Harvard Study: You’re More Likely to Get COVID-19 at the Grocery Store Than on a Plane

October 27, 2020 Admin

Harvard University researchers who looked at COVID-19 transmission say travelling on a plane is less risky to your health than a trip to the grocery store.

A new gate-to-gate study by scientists from Harvard’s T.H. Chan School of Public Health is the most comprehensive research to date to conclude that the layered approach U.S. airlines, including Delta, have taken to protect customers and employees from COVID-19 means the risk of exposure during air travel is very low, Delta Airlines officials said on Tuesday.

“To date, the Centers for Disease Control and Prevention has not confirmed a single case of COVID-19 transmission on a U.S. airplane,” they said.

“The risk of COVID-19 transmission onboard aircraft [is] below that of other routine activities during the pandemic, such as grocery shopping or eating out,” the Harvard researchers concluded. “Implementing these layered risk mitigation strategies…requires passenger and airline compliance [but] will help to ensure that air travel is as safe or substantially safer than the routine activities people undertake during these times.”

The report concludes that the universal use of face masks, diligent cleaning protocols and advanced ventilation and filtration systems offer significant protection against COVID-19, lowering the risk of transmission on an aircraft to minimal levels. 

USA Today said the study, released Tuesday, concluded that air travel “is as safe as or substantially safer than the routine activities people undertake during these times.” The study points to the ventilation systems on planes that refresh the air every two to three minutes, and new measures including heavy-duty disinfecting, strict face mask enforcement and social distancing during boarding and deplaning.

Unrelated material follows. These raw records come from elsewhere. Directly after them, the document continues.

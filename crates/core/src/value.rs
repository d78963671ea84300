#![forbid(unsafe_code)]

use serde::{Deserialize, Serialize};
use std::collections::BTreeMap;

/// One column value, mirroring the SQLite storage classes.
///
/// The serde representation is externally tagged (`{"text": "..."}`,
/// `{"integer": 5}`, `"null"`), which keeps snapshots self-describing even
/// after the column set of a table has changed.
#[derive(Clone, Debug, Default, PartialEq, Serialize, Deserialize)]
#[serde(rename_all = "snake_case")]
pub enum CellValue {
    #[default]
    Null,
    Integer(i64),
    Real(#[serde(with = "real")] f64),
    Text(String),
    /// TEXT whose bytes are not valid UTF-8, kept verbatim.
    RawText(Vec<u8>),
    Blob(Vec<u8>),
}

impl CellValue {
    pub fn text(value: impl Into<String>) -> Self {
        Self::Text(value.into())
    }

    pub fn is_null(&self) -> bool {
        matches!(self, Self::Null)
    }

    pub fn as_i64(&self) -> Option<i64> {
        match self {
            Self::Integer(value) => Some(*value),
            Self::Text(value) => value.trim().parse().ok(),
            _ => None,
        }
    }

    pub fn as_str(&self) -> Option<&str> {
        match self {
            Self::Text(value) => Some(value.as_str()),
            _ => None,
        }
    }

    /// True for NULL and for the empty string.
    pub fn is_blank(&self) -> bool {
        match self {
            Self::Null => true,
            Self::Text(value) => value.is_empty(),
            Self::RawText(value) | Self::Blob(value) => value.is_empty(),
            _ => false,
        }
    }
}

impl From<i64> for CellValue {
    fn from(value: i64) -> Self {
        Self::Integer(value)
    }
}

impl From<&str> for CellValue {
    fn from(value: &str) -> Self {
        Self::Text(value.to_string())
    }
}

impl From<String> for CellValue {
    fn from(value: String) -> Self {
        Self::Text(value)
    }
}

impl From<Option<i64>> for CellValue {
    fn from(value: Option<i64>) -> Self {
        value.map_or(Self::Null, Self::Integer)
    }
}

/// Full column-name to value mapping of one record.
pub type Row = BTreeMap<String, CellValue>;

/// JSON has no literal for infinities or NaN, so those travel as strings.
mod real {
    use serde::de::{self, Unexpected, Visitor};
    use serde::{Deserializer, Serializer};
    use std::fmt;

    pub(super) fn serialize<S: Serializer>(value: &f64, serializer: S) -> Result<S::Ok, S::Error> {
        if value.is_finite() {
            serializer.serialize_f64(*value)
        } else if value.is_nan() {
            serializer.serialize_str("nan")
        } else if value.is_sign_positive() {
            serializer.serialize_str("inf")
        } else {
            serializer.serialize_str("-inf")
        }
    }

    pub(super) fn deserialize<'de, D: Deserializer<'de>>(deserializer: D) -> Result<f64, D::Error> {
        deserializer.deserialize_any(RealVisitor)
    }

    struct RealVisitor;

    impl Visitor<'_> for RealVisitor {
        type Value = f64;

        fn expecting(&self, formatter: &mut fmt::Formatter<'_>) -> fmt::Result {
            formatter.write_str("a number or one of \"inf\", \"-inf\", \"nan\"")
        }

        fn visit_f64<E: de::Error>(self, value: f64) -> Result<f64, E> {
            Ok(value)
        }

        fn visit_i64<E: de::Error>(self, value: i64) -> Result<f64, E> {
            Ok(value as f64)
        }

        fn visit_u64<E: de::Error>(self, value: u64) -> Result<f64, E> {
            Ok(value as f64)
        }

        fn visit_str<E: de::Error>(self, value: &str) -> Result<f64, E> {
            match value {
                "inf" => Ok(f64::INFINITY),
                "-inf" => Ok(f64::NEG_INFINITY),
                "nan" => Ok(f64::NAN),
                other => Err(E::invalid_value(Unexpected::Str(other), &self)),
            }
        }
    }
}

#[cfg(test)]
mod tests {
    use super::*;

    #[test]
    fn row_json_keeps_value_kinds() {
        let mut row = Row::new();
        row.insert("id".to_string(), CellValue::Integer(7));
        row.insert("title".to_string(), CellValue::text("Home"));
        row.insert("ratio".to_string(), CellValue::Real(0.5));
        row.insert("settings".to_string(), CellValue::Blob(vec![0, 159, 255]));
        row.insert("alias".to_string(), CellValue::Null);

        let json = serde_json::to_string(&row).expect("serialize row");
        assert!(json.contains(r#""title":{"text":"Home"}"#), "{json}");
        assert!(json.contains(r#""alias":"null""#), "{json}");

        let parsed: Row = serde_json::from_str(&json).expect("parse row");
        assert_eq!(parsed, row);
    }

    #[test]
    fn non_finite_reals_and_raw_text_survive_json() {
        let mut row = Row::new();
        row.insert("up".to_string(), CellValue::Real(f64::INFINITY));
        row.insert("down".to_string(), CellValue::Real(f64::NEG_INFINITY));
        row.insert("tiny".to_string(), CellValue::Real(-0.0));
        row.insert("title".to_string(), CellValue::RawText(vec![65, 255, 66]));

        let json = serde_json::to_string(&row).expect("serialize row");
        assert!(json.contains(r#""up":{"real":"inf"}"#), "{json}");
        assert!(json.contains(r#""down":{"real":"-inf"}"#), "{json}");

        let parsed: Row = serde_json::from_str(&json).expect("parse row");
        assert_eq!(parsed, row);

        let nan = serde_json::to_string(&CellValue::Real(f64::NAN)).expect("serialize nan");
        let parsed: CellValue = serde_json::from_str(&nan).expect("parse nan");
        assert!(matches!(parsed, CellValue::Real(value) if value.is_nan()));
        assert!(serde_json::from_str::<CellValue>(r#"{"real":"lots"}"#).is_err());
    }

    #[test]
    fn blank_and_integer_views() {
        assert!(CellValue::Null.is_blank());
        assert!(CellValue::text("").is_blank());
        assert!(!CellValue::Integer(0).is_blank());
        assert_eq!(CellValue::text(" 42 ").as_i64(), Some(42));
        assert_eq!(CellValue::Real(1.0).as_i64(), None);
    }
}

The Harvard researchers said the ventilation system in the cabin “effectively counters the proximity travelers are subject to during flights.”

It says those factors combine to reduce the risk of COVID-19 transmission on a plane to below that at grocery stores or restaurants. But the authors said there is further room for improvement to minimize the risk, including even better social distancing when boarding and exiting, and keeping airplane ventilation systems on when the plane is parked at the gate, a practice not in place at all U.S. airlines. 

USA Today noted that the study came from the Harvard T.H. Chan School of Public Health’s new Aviation Public Health Initiative (APHI), paid for by airlines, airplane manufacturers and airports and that the study came to similar conclusions as recent studies promoted or sponsored by the industry.

“The fact that all of these different research studies are consistent with one another we think is significant,” said Leonard Marcus, director of the APHI.